1 The quotation in the title is from The
Letters of the Earl of Chesterfield to his Son (Vol. 2,
133, qtd. in Porter and Hall's The Facts of Life
19).
2 Approaches to the literary
significance of the Juvenilia and of the relationship
between Austen's Juvenilia and her later works vary. My
argument contrasts to those below insofar as I see a closer
link between the published and the unpublished writings
than most critics and I interpret them as more politically
charged—indeed, as significantly so—than most
other readers. For example, Lord David Cecil called them
"squibs and skits of the light literature of the day" (qtd.

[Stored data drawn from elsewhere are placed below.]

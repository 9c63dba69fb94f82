//! The cohort engine
//!
//! Ties the reconciler, the cohort resolver and the student store together.
//! Every operation loads the student once, works on a copy and saves at most
//! once at the end, so an aborted operation never leaves a partial write.

use crate::cohort::CohortResolver;
use crate::config::EngineSettings;
use crate::engine::outcome::{AutopickReport, UpdateReport};
use crate::error::{EngineError, EngineResult};
use crate::metrics::{MetricsCollector, MetricsTimer};
use crate::provider::ProviderRegistry;
use crate::rating::{RatingReconciler, ReconcileOutcome, ReconcilePolicy};
use crate::stats::{ProgressReport, ReportBuilder, ReportPeriod};
use crate::store::{PopulationSource, StudentStore};
use crate::types::{AutopickRequest, CohortBand, RatingSet, RatingSystem, Student};
use crate::utils::{generate_update_id, normalize_username, Clock, SystemClock};
use std::sync::Arc;
use tracing::{info, warn};

/// Collaborators the engine is built from
pub struct EngineDeps {
    pub providers: ProviderRegistry,
    pub store: Arc<dyn StudentStore>,
    pub resolver: CohortResolver,
}

/// Rating normalization and cohort autopick
pub struct CohortEngine {
    reconciler: RatingReconciler,
    store: Arc<dyn StudentStore>,
    resolver: Arc<CohortResolver>,
    clock: Arc<dyn Clock>,
    metrics: Option<Arc<MetricsCollector>>,
}

impl CohortEngine {
    pub fn new(deps: EngineDeps, settings: EngineSettings) -> Self {
        Self {
            reconciler: RatingReconciler::new(deps.providers, settings),
            store: deps.store,
            resolver: Arc::new(deps.resolver),
            clock: Arc::new(SystemClock),
            metrics: None,
        }
    }

    /// Use `clock` for history timestamps
    pub fn with_clock(mut self, clock: Arc<dyn Clock>) -> Self {
        self.clock = clock;
        self
    }

    pub fn with_metrics(mut self, metrics: Arc<MetricsCollector>) -> Self {
        self.reconciler = self.reconciler.with_metrics(metrics.clone());
        self.metrics = Some(metrics);
        self
    }

    pub fn resolver(&self) -> &CohortResolver {
        &self.resolver
    }

    /// General profile update.
    ///
    /// Provider failures are tolerated and reported in the returned
    /// [`UpdateReport`]; the update only fails when every attempted fetch
    /// failed.
    pub async fn update_ratings(
        &self,
        student_id: &str,
        updates: RatingSet,
    ) -> EngineResult<UpdateReport> {
        self.update_with_policy(student_id, updates, ReconcilePolicy::update())
            .await
    }

    /// General profile update where a failure on any of `required` aborts the update
    pub async fn update_ratings_requiring(
        &self,
        student_id: &str,
        updates: RatingSet,
        required: &[RatingSystem],
    ) -> EngineResult<UpdateReport> {
        let policy = required
            .iter()
            .fold(ReconcilePolicy::update(), |policy, system| {
                policy.requiring(*system)
            });
        self.update_with_policy(student_id, updates, policy).await
    }

    async fn update_with_policy(
        &self,
        student_id: &str,
        updates: RatingSet,
        policy: ReconcilePolicy,
    ) -> EngineResult<UpdateReport> {
        let update_id = generate_update_id();
        let result = self.run_update(student_id, &updates, &policy).await;

        if let Some(metrics) = &self.metrics {
            match &result {
                Ok((_, outcome)) if outcome.is_partial() => {
                    metrics.record_update("partial", outcome.failures.len())
                }
                Ok(_) => metrics.record_update("success", 0),
                Err(err) => metrics.record_update(error_label(err), 0),
            }
        }

        let (student, outcome) = result?;
        info!(
            "Update {} saved ratings for student {} ({} refreshed, {} failed)",
            update_id,
            student.id,
            outcome.refreshed.len(),
            outcome.failures.len()
        );

        Ok(UpdateReport {
            update_id,
            student,
            refreshed: outcome.refreshed,
            failures: outcome.failures,
        })
    }

    async fn run_update(
        &self,
        student_id: &str,
        updates: &RatingSet,
        policy: &ReconcilePolicy,
    ) -> EngineResult<(Student, ReconcileOutcome)> {
        let mut student = self.store.load_student(student_id).await?;
        let outcome = self
            .reconciler
            .reconcile(&student, updates, policy, self.clock.now())
            .await?;

        student.ratings = outcome.ratings.clone();
        self.store.save_student(student.clone()).await?;
        Ok((student, outcome))
    }

    /// Refresh the student's ratings and derive the cohort from the preferred system.
    ///
    /// A failure on the preferred system aborts the whole operation and
    /// nothing is saved. Failures on other systems are tolerated and returned.
    pub async fn autopick_cohort(
        &self,
        student_id: &str,
        request: AutopickRequest,
    ) -> EngineResult<AutopickReport> {
        let result = self.run_autopick(student_id, request).await;

        if let Some(metrics) = &self.metrics {
            metrics.record_autopick(match &result {
                Ok(_) => "success",
                Err(err) => error_label(err),
            });
        }

        if let Err(err) = &result {
            warn!("Cohort autopick failed for student {}: {}", student_id, err);
        }
        result
    }

    async fn run_autopick(
        &self,
        student_id: &str,
        request: AutopickRequest,
    ) -> EngineResult<AutopickReport> {
        let preferred = request
            .preferred_system
            .ok_or_else(|| EngineError::validation("a preferred rating system is required"))?;
        if preferred.is_custom() {
            return Err(EngineError::validation(
                "cohort cannot be chosen from a custom rating",
            ));
        }

        let update_id = generate_update_id();
        let mut student = self.store.load_student(student_id).await?;

        // The stored preferred entry goes through the staleness check even
        // when the request leaves it out.
        let mut updates = request.ratings;
        if let Some(stored) = student.ratings.get(&preferred) {
            updates.entry(preferred).or_insert_with(|| stored.clone());
        }

        let outcome = self
            .reconciler
            .reconcile(
                &student,
                &updates,
                &ReconcilePolicy::autopick(preferred),
                self.clock.now(),
            )
            .await?;

        let entry = outcome
            .ratings
            .get(&preferred)
            .filter(|entry| !normalize_username(&entry.username).is_empty())
            .ok_or_else(|| {
                EngineError::validation(format!("no {} username is configured", preferred))
            })?;
        if !entry.is_fetched() {
            return Err(EngineError::UnresolvedCohort {
                system: preferred,
                rating: entry.current_rating,
            });
        }
        let source_rating = entry.current_rating;
        let cohort = self.resolver.autopick(preferred, source_rating)?;

        student.preferred_system = Some(preferred);
        student.cohort = Some(cohort.clone());
        student.ratings = outcome.ratings;
        self.store.save_student(student.clone()).await?;

        info!(
            "Update {} placed student {} in cohort {} from {} rating {}",
            update_id, student.id, cohort, preferred, source_rating
        );

        Ok(AutopickReport {
            update_id,
            student,
            cohort,
            source_rating,
            tolerated_failures: outcome.failures,
        })
    }

    /// Assign a cohort the student picked explicitly
    pub async fn set_cohort(&self, student_id: &str, cohort: CohortBand) -> EngineResult<Student> {
        if cohort.is_unassigned() || !self.resolver.is_known_band(&cohort) {
            return Err(EngineError::validation(format!(
                "unknown cohort: {}",
                cohort
            )));
        }

        let mut student = self.store.load_student(student_id).await?;
        student.cohort = Some(cohort);
        self.store.save_student(student.clone()).await?;

        info!(
            "Student {} selected cohort {}",
            student.id,
            student.cohort.as_ref().map(CohortBand::as_str).unwrap_or_default()
        );
        Ok(student)
    }

    /// Progress reports for every student in a population snapshot.
    ///
    /// Reports rank against the snapshot only and never write student records.
    pub async fn progress_reports(
        &self,
        population: &dyn PopulationSource,
        period: ReportPeriod,
    ) -> EngineResult<Vec<ProgressReport>> {
        let timer = MetricsTimer::start();
        let snapshot = population.population_snapshot().await?;

        let builder = ReportBuilder::new(period, &snapshot);
        let reports = builder.build_all(&snapshot);

        if let Some(metrics) = &self.metrics {
            metrics.record_report(timer.stop());
        }
        info!(
            "Built {} progress reports for period {}",
            reports.len(),
            builder.period().label
        );

        Ok(reports)
    }
}

/// Metric label for a failed operation
fn error_label(err: &EngineError) -> &'static str {
    match err {
        EngineError::Validation { .. } => "validation",
        EngineError::Provider { .. } | EngineError::ProvidersUnavailable { .. } => "provider",
        EngineError::UnresolvedCohort { .. } => "unresolved",
        EngineError::StudentNotFound { .. } => "not_found",
        EngineError::PartialMerge { .. } => "partial",
        EngineError::Persistence { .. }
        | EngineError::ConfigurationError { .. }
        | EngineError::InternalError { .. } => "error",
    }
}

in Doody xxiii); Doody argues that Austen had to control
her exuberance in her later texts: "She could not laugh so
loudly in the later works. She could not be wild as
she had been in the notebook Volumes. She had to become
genteel, and act like a lady" (xxxviii). Sometimes they are
read as insights into Austen's life: biographer Jon Spence
argues that the Juvenilia provide a rich source of
knowledge about Austen's young life, especially because
"there is no conventional source of personal information
about her [. . .] between the ages of eleven and twenty"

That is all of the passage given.